Thus, the Ti3SiC2 phase consists of elongated plate-like grains, which are connected together in the form of layered nanolaminates usually with the inclusions of TiC, TiSi2, and SiC of a spherical shape [61].
Overall, the microstructure of the MAX phases differs from system to system, while plate-shaped crystals are characteristic to all of them. The influence of the initial mixture composition demonstrated on the example of the Nb-Al-C system reveals the porosity and homogeneity differences according to the carbon content and nitrogen pressure (Figure 9a,b).
Aluminothermic reductions of Nb2O5 aimed at Nb2AlC MAX phase preparation showed a clear, dense pellet formation, where the plate-like grains of Nb2AlC were closely stacked into a laminated structure similar to other MAX phases [69].
The V2AlC MAX phase obtained via SHS metallothermy consisted of the nanolayered V2AlC MAX phase and rounded particles of the VCx phase. The size of the VCx particles reached 10 μm.
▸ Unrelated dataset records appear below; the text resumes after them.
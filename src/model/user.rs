//! User (author) domain model.
//!
//! # Responsibility
//! - Hold account identity (fullname, email, derived username) and opaque
//!   credential material.
//! - Track account-level counters and the ordered list of authored blogs.
//!
//! # Invariants
//! - `uuid` is stable and never reused for another user.
//! - `username` is always the prefix of `email` before the first `@`; when
//!   the email contains no `@`, the username equals the whole email string.
//! - `total_posts` and `total_reads` only ever increase.
//! - `blogs` preserves insertion order; insertion order is publication order.

use crate::auth::password::{PasswordHashError, PasswordHasher};
use crate::model::blog::BlogId;
use serde::{Deserialize, Serialize};
use std::error::Error;
use std::fmt::{Display, Formatter};
use uuid::Uuid;

/// Stable identifier for a user entity.
///
/// Kept as a type alias to make semantic intent explicit in signatures.
pub type UserId = Uuid;

/// Errors from user construction.
#[derive(Debug, Clone, PartialEq, Eq)]
pub enum UserCreateError {
    /// Caller-provided ID is the nil UUID.
    NilUuid,
    /// `fullname` is empty.
    EmptyFullname,
    /// `email` is empty.
    EmptyEmail,
    /// The hashing collaborator failed; propagated verbatim.
    Hashing(PasswordHashError),
}

impl Display for UserCreateError {
    fn fmt(&self, f: &mut Formatter<'_>) -> std::fmt::Result {
        match self {
            Self::NilUuid => write!(f, "user uuid must not be nil"),
            Self::EmptyFullname => write!(f, "user fullname must not be empty"),
            Self::EmptyEmail => write!(f, "user email must not be empty"),
            Self::Hashing(err) => write!(f, "{err}"),
        }
    }
}

impl Error for UserCreateError {
    fn source(&self) -> Option<&(dyn Error + 'static)> {
        match self {
            Self::Hashing(err) => Some(err),
            _ => None,
        }
    }
}

impl From<PasswordHashError> for UserCreateError {
    fn from(value: PasswordHashError) -> Self {
        Self::Hashing(value)
    }
}

/// Derives the username for an email address.
///
/// The username is everything before the first `@`. An email without `@`
/// degrades to the whole string; callers that want stricter email policy
/// must enforce it before construction.
pub fn derive_username(email: &str) -> &str {
    match email.find('@') {
        Some(at) => &email[..at],
        None => email,
    }
}

/// Canonical author/account record.
#[derive(Debug, Clone, PartialEq, Eq, Serialize, Deserialize)]
pub struct User {
    /// Stable global ID used for authorship linking.
    pub uuid: UserId,
    /// Display name, set at creation.
    pub fullname: String,
    /// Unique identity source; the username is derived from it.
    pub email: String,
    /// Derived from `email`; see module invariants.
    pub username: String,
    /// Opaque output of the hashing collaborator. Never plaintext.
    pub password_hash: String,
    /// Optional free-text profile blurb.
    pub bio: Option<String>,
    /// Count of published posts. Caller-driven, monotonic.
    pub total_posts: u64,
    /// Count of recorded reads across all posts. Caller-driven, monotonic.
    pub total_reads: u64,
    /// Authored blog IDs in publication order.
    pub blogs: Vec<BlogId>,
}

impl User {
    /// Creates a new user with a generated stable ID.
    ///
    /// Delegates `raw_password` to the hashing collaborator and stores only
    /// the resulting hash. Hashing failures are returned unchanged.
    ///
    /// # Errors
    /// - `EmptyFullname` / `EmptyEmail` when the respective input is empty.
    /// - `Hashing` when the collaborator fails.
    pub fn new(
        fullname: impl Into<String>,
        email: impl Into<String>,
        raw_password: &str,
        hasher: &dyn PasswordHasher,
    ) -> Result<Self, UserCreateError> {
        Self::with_id(Uuid::new_v4(), fullname, email, raw_password, hasher)
    }

    /// Creates a new user with a caller-provided stable ID.
    ///
    /// Used by import paths where identity already exists externally.
    ///
    /// # Invariants
    /// - The provided `uuid` must remain stable for this user's lifetime.
    pub fn with_id(
        uuid: UserId,
        fullname: impl Into<String>,
        email: impl Into<String>,
        raw_password: &str,
        hasher: &dyn PasswordHasher,
    ) -> Result<Self, UserCreateError> {
        if uuid.is_nil() {
            return Err(UserCreateError::NilUuid);
        }
        let fullname = fullname.into();
        if fullname.is_empty() {
            return Err(UserCreateError::EmptyFullname);
        }
        let email = email.into();
        if email.is_empty() {
            return Err(UserCreateError::EmptyEmail);
        }

        let username = derive_username(&email).to_string();
        let password_hash = hasher.hash(raw_password)?;

        Ok(Self {
            uuid,
            fullname,
            email,
            username,
            password_hash,
            bio: None,
            total_posts: 0,
            total_reads: 0,
            blogs: Vec::new(),
        })
    }

    /// Returns the derived username.
    pub fn username(&self) -> &str {
        &self.username
    }

    /// Returns the stored display name.
    pub fn fullname(&self) -> &str {
        &self.fullname
    }

    /// Returns the stored email verbatim.
    pub fn email(&self) -> &str {
        &self.email
    }

    /// Bumps `total_posts` by exactly 1.
    ///
    /// No bounds check; the counter is monotonic and practically bounded by
    /// `u64`. Composition with blog construction is the caller's job.
    pub fn increment_post_count(&mut self) {
        self.total_posts += 1;
    }

    /// Bumps `total_reads` by exactly 1.
    ///
    /// Entry point for the read-tracking collaborator.
    pub fn record_read(&mut self) {
        self.total_reads += 1;
    }

    /// Replaces the profile bio.
    pub fn set_bio(&mut self, bio: impl Into<String>) {
        self.bio = Some(bio.into());
    }

    /// Appends a blog ID to the authored list, preserving order.
    ///
    /// Does not touch `total_posts`; the two updates are composed by the
    /// publish service, not by the entity.
    pub fn attach_blog(&mut self, blog_id: BlogId) {
        self.blogs.push(blog_id);
    }
}

#[cfg(test)]
mod tests {
    use super::derive_username;

    #[test]
    fn derive_username_stops_at_first_at_sign() {
        assert_eq!(derive_username("ada@example.com"), "ada");
        assert_eq!(derive_username("a@b@c"), "a");
    }

    #[test]
    fn derive_username_degrades_to_whole_string_without_at_sign() {
        assert_eq!(derive_username("not-an-email"), "not-an-email");
        assert_eq!(derive_username(""), "");
    }

    #[test]
    fn derive_username_handles_leading_at_sign() {
        assert_eq!(derive_username("@example.com"), "");
    }
}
At the boundaries of the V2AlC and VCx phases, fine inclusions based on the intermetallic VAl3 and V5Si3 phases were observed, as shown in Figure 10a [71]. The Ta2AlC was also plate-like, consisting of several thin slices with a size of about 5–10 µm, which were closely stacked, entangled, and randomly oriented (Figure 10b) [40].
In general, flake-like plates of a few hundred nm in size are possessed in laminated grains of up to 20 µm in the layered structure of the MAX phases. The terraced microstructure common for these MAX phases evidences that the grain growth is controlled by the solid–liquid interface.

4. Mechanical Properties

Mobile dislocation in the crystal structure endows the MAX phases with machinability, thermal shock resistance, and tolerance to damage. The MAX phases possess the properties of metals and ceramics; they are pseudoductile under high temperatures, but brittle at room temperature. Vickers hardness values of the combustion-synthesized MAX phases range from 2–10 GPa, with fracture toughness of 5–10 MPam1/2 (Table 2). Sintering of the MAX phases was simultaneously observed during their synthesis through metallothermic reduction, pseudo-hot isostatic pressing, or pressure-assisted thermal explosion, as well as by hot pressing. Considerable melting of the samples during metallothermic combustion usually leads to the formation of almost fully-dense products. Phase transformation or reactive sintering may occur during the consolidation process, increasing or decreasing the amount of target products depending on the equilibrium of the states established. In particular, SHS-produced samples typically comprise Ti2Al C and Ti3AlC2 (78.1% and 21.9 wt.%, respectively); however, under PHIP, some amount of TiC was observed. In all probability, Al evaporates and/or flows out of the sample under the sintering temperature, and carbon-lean MAX phases are formed along with TiC [66]. The final compact exhibited a 97.09% relative density (4.08 g cm−3) and a Vickers hardness of 4.6 GPa, with the flexural strength being comparatively higher due to the presence of the 312 and 211 phases, while the fracture toughness was comparable to the HP-prepared Ti2AlC sample [12]. Strengthening of the mechanical properties maybe induced by secondary phase dispersion (TiC, etc.). The MAX phase materials were deemed to be better in the case of Ti3AlC2, and weaker in the case of Ti2AlC.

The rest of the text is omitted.